How can so many educated, intelligent citizens of nations which have so long enjoyed the greatest combination of freedom from tyranny and economic prosperity ever seen in world history, so easily surrender those freedoms with nary a whimper? These freedoms have not just been easily, but enthusiastically given

The Good Sauce · 210624 DAVE PELLOWE – How Do Politicians Convince So Many Voters To Support Lockdown

In part, our immense national prosperity and the far flung remoteness of any wars for many generations now, goes some way to explaining the lack of value we place on our personal autonomy: our freedom to work, travel, assemble, protest or worship.

The 18th Century, American political activist and theorist Thomas Paine observed:

What We Obtain Too Cheap, We Esteem Too Lightly; It Is Dearness Only That Gives Everything Its Value.

But I don’t believe it’s that simple: that we’ve simply forgotten what social carnage the tyranny of Kings and collectives can do to a nation because we don’t value freedom as much as the generations which shed blood for it.

I believe there’s a much deeper quirk of human psychology being relied upon and cynically manipulated by our leaders. Allow me to explain and present the evidence, and please tell me if there’s a better explanation.

Freedom

Freedom should not be absolute. We are not individually sovereign and completely unaccountable to authority. There is literally nowhere we can flee to and avoid our responsibility to others, though living off the grid and remotely may bring a very large illusion of absolute freedom.

My philosophy of freedom is informed by my theology, my understanding that God alone is unaccountable, and that He grants freedom to individuals. I believe God ordained both the authority and responsibility of governments to uphold His laws and protect people from harm, domestic or foreign. Thus violating freedoms granted by God and not government is in breach of government’s own sacred duty to natural laws, a responsibility for which they will certainly one day answer to God.

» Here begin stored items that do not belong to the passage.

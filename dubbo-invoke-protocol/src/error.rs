//! Protocol and serialization error types.

use thiserror::Error;

/// Errors raised while framing or unframing Dubbo messages.
#[derive(Debug, Error)]
pub enum ProtocolError {
    #[error("invalid magic: expected 0xdabb, got {0:#06x}")]
    BadMagic(u16),

    #[error("frame too large: {size} bytes (max {max})")]
    FrameTooLarge { size: u32, max: u32 },

    #[error("invalid frame flags: {0:#04x}")]
    InvalidFlags(u8),

    #[error("serialization error: {0}")]
    Serialization(#[from] SerializationError),
}

/// Errors raised by the Hessian2 reader and writer.
///
/// The reader only surfaces these for truncated or structurally broken
/// input; most decode problems are recovered in place as
/// [`Value::Unresolved`](crate::Value::Unresolved) placeholders.
#[derive(Debug, Clone, PartialEq, Eq, Error)]
pub enum SerializationError {
    #[error("unexpected end of data at offset {offset}")]
    UnexpectedEof { offset: usize },

    #[error("recursion limit {limit} exceeded")]
    RecursionLimit { limit: usize },

    #[error("invalid length: {0}")]
    InvalidLength(i64),

    #[error("unsupported value: {0}")]
    Unsupported(String),

    #[error("invalid type descriptor: {0}")]
    InvalidDescriptor(String),
}

#[cfg(test)]
mod tests {
    use super::*;

    #[test]
    fn test_protocol_error_display() {
        let err = ProtocolError::BadMagic(0xCAFE);
        assert!(err.to_string().contains("0xcafe"));

        let err = ProtocolError::FrameTooLarge { size: 100, max: 50 };
        assert!(err.to_string().contains("100"));

        let err = ProtocolError::InvalidFlags(0x40);
        assert!(err.to_string().contains("0x40"));
    }

    #[test]
    fn test_serialization_error_converts() {
        let err: ProtocolError = SerializationError::InvalidLength(-3).into();
        assert!(matches!(err, ProtocolError::Serialization(_)));
        assert!(err.to_string().contains("-3"));

        let err = SerializationError::UnexpectedEof { offset: 7 };
        assert!(err.to_string().contains("offset 7"));
    }
}
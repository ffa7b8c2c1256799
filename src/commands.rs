//! Command execution.

use crate::Commands;
use colored::Colorize;
use dubbo_invoke_client::{
    parse_parameters, parse_type_hints, ClientContext, Invocation, InvocationResult,
    ServiceAddress,
};
use serde_json::Value;

/// Executes a command and returns the formatted output.
pub async fn execute(
    ctx: &ClientContext,
    cmd: Commands,
) -> Result<String, Box<dyn std::error::Error>> {
    match cmd {
        Commands::Repl | Commands::Classify { .. } => unreachable!(),

        Commands::Invoke {
            service,
            method,
            params,
            types,
            version,
            group,
        } => {
            let params = params.map(|p| read_arg(&p)).transpose()?;
            let call = InvokeArgs {
                service: &service,
                method: &method,
                params: params.as_deref().unwrap_or(""),
                types: &types,
                version: version.as_deref(),
                group: group.as_deref(),
            };
            invoke(ctx, call).await
        }

        Commands::Test { service } => {
            let target = ctx.resolve(&service, None)?;
            if ctx.test_connection(&service, None).await {
                Ok(format!("{} {}", "Reachable".green(), target.address()))
            } else {
                Err(format!("{} is not reachable", target.address()).into())
            }
        }
    }
}

/// Arguments of one invocation, as typed by the user.
pub struct InvokeArgs<'a> {
    pub service: &'a str,
    pub method: &'a str,
    pub params: &'a str,
    pub types: &'a str,
    pub version: Option<&'a str>,
    pub group: Option<&'a str>,
}

/// Invokes a method; a failure carries the JSON failure envelope.
pub async fn invoke(
    ctx: &ClientContext,
    args: InvokeArgs<'_>,
) -> Result<String, Box<dyn std::error::Error>> {
    let hints = parse_type_hints(args.types);
    let mut invocation = match parse_parameters(args.params, &hints) {
        Ok(parameters) => Invocation::new(args.service, args.method).with_parameters(parameters),
        Err(err) => return Err(format_json(&InvocationResult::from(err).to_json()).into()),
    };
    if let Some(version) = args.version {
        invocation = invocation.with_version(version);
    }
    if let Some(group) = args.group {
        invocation = invocation.with_group(group);
    }

    let result = ctx.invoke(&invocation).await;
    let json = format_json(&result.to_json());
    if result.is_success() {
        Ok(json)
    } else {
        Err(json.into())
    }
}

/// Describes how an address is classified.
pub fn classify(address: &str) -> Result<String, Box<dyn std::error::Error>> {
    let classified = ServiceAddress::classify(address)?;
    let kind = match &classified {
        ServiceAddress::Direct { .. } => "direct".to_string(),
        ServiceAddress::Registry { scheme, .. } => format!("registry ({})", scheme),
    };
    Ok(format!(
        "{}\n  Type: {}\n  Normalized: {}",
        address.cyan(),
        kind.yellow(),
        classified.normalized()
    ))
}

/// Reads an argument inline or from `@file`.
fn read_arg(arg: &str) -> Result<String, Box<dyn std::error::Error>> {
    match arg.strip_prefix('@') {
        Some(path) => Ok(std::fs::read_to_string(path)?),
        None => Ok(arg.to_string()),
    }
}

/// Formats JSON for display.
pub fn format_json(value: &Value) -> String {
    serde_json::to_string_pretty(value).unwrap_or_else(|_| value.to_string())
}

#[cfg(test)]
mod tests {
    use super::*;

    #[test]
    fn test_classify_output() {
        colored::control::set_override(false);
        let output = classify("nacos://10.0.0.2").unwrap();
        assert!(output.contains("registry (nacos)"));
        assert!(output.contains("nacos://10.0.0.2:8848"));

        let output = classify("10.0.0.1").unwrap();
        assert!(output.contains("direct"));
        assert!(classify("etcd://10.0.0.1").is_err());
    }

    #[test]
    fn test_read_arg_from_file() {
        let dir = tempfile::tempdir().unwrap();
        let path = dir.path().join("params.json");
        std::fs::write(&path, "[1, 2]").unwrap();

        assert_eq!(read_arg(&format!("@{}", path.display())).unwrap(), "[1, 2]");
        assert_eq!(read_arg("[3]").unwrap(), "[3]");
    }
}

You may not be religious or believe as I do, but I hope you can at least agree governments are not the authors and originators of human rights and freedoms. As such, any laws they may pass curtailing fundamental rights and freedoms are a corrupt fraud, temporarily legitimised only by cooperation. For example, it is not any human authority’s right to legalise slavery, eugenics, genocide or abortion.

This simple philosophy is neither original nor young. It is older than the history of Australia, established many centuries ago in British jurisprudence. The novel philosophy increasingly replacing it is legal positivism, the post-modern view that laws are validated entirely by the power to legislate, a kind of “might is right” rationalisation of legislation and justice.

Proponents of legal positivism may argue, “Abortion is moral and just, because the Supreme Court of the United States said it’s in the Constitution,” or “because it’s now legal in Australia.” They conveniently ignore that the same Supreme Court, some generations prior, also ruled that the US Constitution protected the property rights of slave owners. They might also stand in condemnation of old Australian laws now considered racist. But you can’t have it both ways.

The fallibility of human authority and social norms is devastating to the philosophy that authority to make a law makes the law inherently moral.

It is also not any human authority’s legitimate right to prohibit or encumber the freedom of healthy, innocent people to work for their living, to travel where ever they wish as citizens and without mandatory detention, or to assemble for worship or peaceful, political protest. I would grant the only possible exception to the constancy of these freedoms is the physical presence on our soil of a foreign military invasion.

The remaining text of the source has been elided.